She was silent, and then I felt a wrenching ripping feel, as though my soul was coming apart at the seams. The soothing cream she’d applied to my dysphoria, the feeling of it coming loose. It was indescribable, like my heart was tearing out of my chest, like my mind was being ripped in two. I screamed, falling to my knees and clutching at my chest.
This tale has been unlawfully obtained from Royal Road. If you discover it on Amazon, kindly report it.
“Oh god! Oh fuck me, why did I ask for that!?” I screamed.
Nothing felt right. The heavy weights on my chest, the absence between my legs, the way my hair was too long, my eyes too wide. My clothes strange and ridiculous, how had I even walked let alone run in these heels?!
We won’t let you do this to us! Her voice rang with conviction, and I felt the slap as if my soul was coming back together, and my body suddenly felt normal again. Tears poured down my cheeks.
I’m stuck like this. I can’t… I can’t go home. It was fun when it was an adventure. I thought. But I’m stuck like this! I sobbed, feeling my heart splintering.
We have mother. We have Soriya. This is an adventure. We are not bad or broken for being Lilyanna! Otherme’s voice was proud, defiant even. We are a healer. We make things better. She continued.
My friends. My family.
You barely saw them. Friends? You barely had them.
Her words stung, because I could feel the truth of them.
I had them! I responded angrily.
Her response was not what I’d expected. Of course you did. Change is painful. We’re a healer, we know that. But you are trying to deny that this is a good place for us. You’re trying to deny who we are now, by pretending that what we were was inviolate.
I knelt on the deck, thinking about her words, the wind slowly drying the tears on my cheeks.
You said you. And then you said we. But you never say I. I thought, wiping at the tear tracks on my cheeks. Why is that?
Otherme was silent for a long time, and I almost poked at her again, before she finally responded. We don’t know all the truths. We only know what we can put together. We’re not as smart as Soriya is.
A space like a mental drawing of breath, and she continued.
We… I if you prefer… have always known you. You have always been inside us. Wrapped like a seed, waiting to bloom. We grew from you. Piece by piece you slowly awoke, and as you did, we… I… grew with you. We are you, because we grew from you, you as you might have been in this world, you as the world might have shaped us.

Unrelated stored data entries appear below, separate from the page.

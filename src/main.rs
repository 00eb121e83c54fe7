mod config;
mod conversion;
mod errors;
mod initialization;
mod logging;
mod manager_forecast;
mod models;
mod report;
mod summary;

use log::error;
use crate::errors::UnrecoverableError;
use crate::initialization::config;
use crate::report::process_weather;

fn main() -> Result<(), UnrecoverableError> {
    let config = config()?;

    let report = process_weather(&config.files.forecast_file)
        .inspect_err(|e| error!("unable to summarize {}: {}", config.files.forecast_file, e))?;
    println!("{}", report);

    Ok(())
}
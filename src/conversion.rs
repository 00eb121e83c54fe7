use chrono::DateTime;
use crate::errors::{ParseError, SummaryError};

/// Degree sign followed by the Celsius unit letter
pub const DEGREE_SYMBOL: &str = "\u{00B0}C";

const DATE_INPUT_FORMAT: &str = "%Y-%m-%dT%H:%M:%S%z";
const DATE_OUTPUT_FORMAT: &str = "%A %d %B %Y";

/// Returns the temperature with one decimal and the degree Celsius marker, e.g. "21.1°C"
///
/// # Arguments
///
/// * 'temp' - temperature in degrees Celsius
pub fn format_temperature(temp: f64) -> String {
    format!("{:.1}{}", temp, DEGREE_SYMBOL)
}

/// Converts an ISO 8601 date time into a human readable date like "Friday 01 September 2017"
///
/// The calendar date is taken in the offset carried by the input, the time of day plays no part.
///
/// # Arguments
///
/// * 'iso_string' - date time formatted as YYYY-MM-DDTHH:MM:SS+HH:MM
pub fn convert_date(iso_string: &str) -> Result<String, ParseError> {
    let date_time = DateTime::parse_from_str(iso_string, DATE_INPUT_FORMAT)
        .map_err(|e| ParseError::from((iso_string, e)))?;

    Ok(date_time.format(DATE_OUTPUT_FORMAT).to_string())
}

/// Rounds to one decimal, ties go to the even tenth
///
/// Rounding works on the exact binary value, scaling by ten first would round twice.
///
/// # Arguments
///
/// * 'value' - the value to round
pub fn round_tenth(value: f64) -> f64 {
    format!("{:.1}", value).parse().unwrap_or(value)
}

/// Converts Fahrenheit to Celsius rounded to one decimal
///
/// # Arguments
///
/// * 'temp_in_fahrenheit' - temperature in degrees Fahrenheit
pub fn convert_f_to_c(temp_in_fahrenheit: f64) -> f64 {
    round_tenth((temp_in_fahrenheit - 32.0) * 5.0 / 9.0)
}

/// Returns the mean rounded to one decimal
///
/// # Arguments
///
/// * 'total' - sum of all items
/// * 'num_items' - number of items summed
pub fn calculate_mean(total: f64, num_items: usize) -> Result<f64, SummaryError> {
    if num_items == 0 {
        return Err(SummaryError::NoDays);
    }

    Ok(round_tenth(total / num_items as f64))
}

Is that… why we can’t swear?
I could feel the moue of her disapproval. You swore quite freely when I pulled off the soul bond. She continued. But that is part of us, yes. And also because… because it… yes. Because that is how we felt we should be.
So you’re saying I’ve been… what, asleep for seventeen years?
Yes.
And you’re me.
Yes.
Do you have any idea how insane that sounds?
Otherme laughed, almost giddy, her laughter spilling out of my mouth.
As insane as sailing on a ghost ship in the Wake?!
… alright, fair. It’s an adventure, these things happen. This is… I swallowed. This is the part… “Oh spirits, I’m in the part where the healer girl has her crisis.” I laughed, bitterly, laughed until I started to cry again, and sank back down on the deck, my legs splayed to either side of my hips.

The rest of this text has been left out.